Differential Effect of Alcoholism and HIV Infection on Visuomotor Procedural Learning and Retention
Reprint requests: Edith V. Sullivan, PhD, Department of Psychiatry and Behavioral Sciences, Stanford University School of Medicine (MC5723), 401 Quarry Road, Stanford, CA 94305-5723; Tel.: 650-859-2880; Fax: 650-859-2743; E-mail: firstname.lastname@example.org
Selective declarative memory processes are differentially compromised in chronic alcoholism (ALC) and HIV infection (HIV) and likely reflect neuropathology associated with each condition: frontocerebellar dysfunction in ALC and frontostriatal dysfunction in HIV infection. Evidence for disease overlap derives from observed exacerbated impairments in these declarative memory processes in ALC-HIV comorbidity. Less is known about nondeclarative memory processes in these disease conditions. Examination of visuomotor learning in chronic ALC and HIV infection could provide insight into the differential and combined contribution of selective disease-related injury to visuomotor procedural memory processes.

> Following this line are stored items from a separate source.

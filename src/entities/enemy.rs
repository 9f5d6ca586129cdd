use rand::Rng;

use super::laser::LaserColor;
use super::player::Player;
use super::ship::Ship;
use crate::collision::{Collider, Footprint, Hitbox};

#[derive(Debug, Clone, Copy, PartialEq, Eq)]
pub enum EnemyKind {
    Red,
    Green,
    Blue,
    Boss,
}

impl EnemyKind {
    /// Regular enemy colours picked from when spawning
    pub const COLORS: [EnemyKind; 3] = [EnemyKind::Red, EnemyKind::Green, EnemyKind::Blue];

    pub fn base_health(&self) -> u32 {
        match self {
            EnemyKind::Boss => 300,
            _ => 100,
        }
    }

    pub fn footprint(&self) -> Footprint {
        match self {
            EnemyKind::Boss => Footprint::full(75, 75),
            _ => Footprint::full(50, 50),
        }
    }

    pub fn laser_color(&self) -> LaserColor {
        match self {
            EnemyKind::Red => LaserColor::Red,
            EnemyKind::Green => LaserColor::Green,
            EnemyKind::Blue | EnemyKind::Boss => LaserColor::Blue,
        }
    }

    /// Horizontal offset of fired lasers, lining the beam up with the sprite
    pub fn shoot_offset(&self) -> i32 {
        -20
    }

    pub fn is_boss(&self) -> bool {
        *self == EnemyKind::Boss
    }

    pub fn get_name(&self) -> &'static str {
        match self {
            EnemyKind::Red => "red",
            EnemyKind::Green => "green",
            EnemyKind::Blue => "blue",
            EnemyKind::Boss => "boss",
        }
    }
}

/// Horizontal wander of an enemy: a direction held for a random number of frames
#[derive(Debug, Clone, Copy, PartialEq, Eq)]
pub struct Drift {
    /// -1 left, 1 right
    pub direction: i32,
    /// Frames left before the direction is re-rolled
    pub timer: i32,
}

impl Drift {
    pub const MIN_INTERVAL: i32 = 50;
    pub const MAX_INTERVAL: i32 = 200;

    /// Expired, so the first step rolls a direction
    pub fn new() -> Self {
        Self {
            direction: 1,
            timer: 0,
        }
    }

    /// Advances one frame and returns the direction to move in
    pub fn step<R: Rng + ?Sized>(&mut self, rng: &mut R) -> i32 {
        if self.timer <= 0 {
            self.direction = if rng.random_bool(0.5) { -1 } else { 1 };
            self.timer = rng.random_range(Self::MIN_INTERVAL..=Self::MAX_INTERVAL);
        }
        self.timer -= 1;
        self.direction
    }
}

impl Default for Drift {
    fn default() -> Self {
        Self::new()
    }
}

#[derive(Debug, Clone)]
pub struct Enemy {
    pub ship: Ship,
    pub kind: EnemyKind,
    pub drift: Drift,
}

impl Enemy {
    pub fn new(x: i32, y: i32, kind: EnemyKind) -> Self {
        Self {
            ship: Ship::new(x, y, kind.base_health(), kind.footprint(), kind.laser_color()),
            kind,
            drift: Drift::new(),
        }
    }

    pub fn shoot(&mut self) -> bool {
        self.ship.shoot_from(self.kind.shoot_offset())
    }

    /// Wanders sideways within [0, play_width - width] and sinks by `velocity`.
    pub fn move_random<R: Rng + ?Sized>(&mut self, velocity: i32, play_width: i32, rng: &mut R) {
        let direction = self.drift.step(rng);
        let new_x = self.ship.x + direction * velocity;
        if (0..=play_width - self.ship.width()).contains(&new_x) {
            self.ship.x = new_x;
        }
        self.ship.y += velocity;
    }

    /// Moves this enemy's lasers and resolves hits against `players` in order;
    /// a laser only hits the first player it overlaps. Returns the number of hits.
    pub fn advance_lasers(
        &mut self,
        velocity: i32,
        play_height: i32,
        damage: u32,
        players: &mut [Player],
    ) -> u32 {
        let mut hits = 0;
        self.ship
            .advance_lasers_with(velocity, play_height, |laser| {
                match players.iter_mut().find(|player| laser.collides_with(&**player)) {
                    Some(player) => {
                        player.ship.take_damage(damage);
                        hits += 1;
                        true
                    }
                    None => false,
                }
            });
        hits
    }

    pub fn past_bottom(&self, play_height: i32) -> bool {
        self.ship.y + self.ship.height() > play_height
    }
}

impl Collider for Enemy {
    fn hitbox(&self) -> Hitbox {
        self.ship.hitbox()
    }
}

We examined component processes of visuomotor learning and retention on the rotary pursuit task in 29 ALC, 23 HIV, 28 ALC + HIV, and 20 control subjects. Participants were given 4 rotary pursuit learning sessions over 2 testing days, typically separated by 1 week, to assess visuomotor learning and retention patterns. Ancillary measures of simple motor, psychomotor, explicit memory, and balance abilities were administered to test which component processes independently predicted visuomotor learning.
All clinical groups showed visuomotor learning across rotary pursuit testing sessions, despite impairment in visuomotor speed in the HIV groups and impairment in explicit memory and psychomotor speed in the alcohol groups. The 2 alcoholic groups showed retention and consolidation over time (i.e., improved performance without further training), whereas the HIV-infected group showed learning and retention but no consolidation effect. The comorbid group shared impairments associated with the ALC-only group (explicit memory and psychomotor speed) and the HIV-only group (visuomotor speed), although there was no clear compounded effect of alcohol and HIV infection on visuomotor learning performance.
This study supports the hypothesis that ALC and HIV infection exert differential effects on components of visuomotor procedural learning. Further, the results provide behavioral evidence for dissociable influences of frontocerebellar and frontostriatal disruption to visuomotor procedural learning and retention.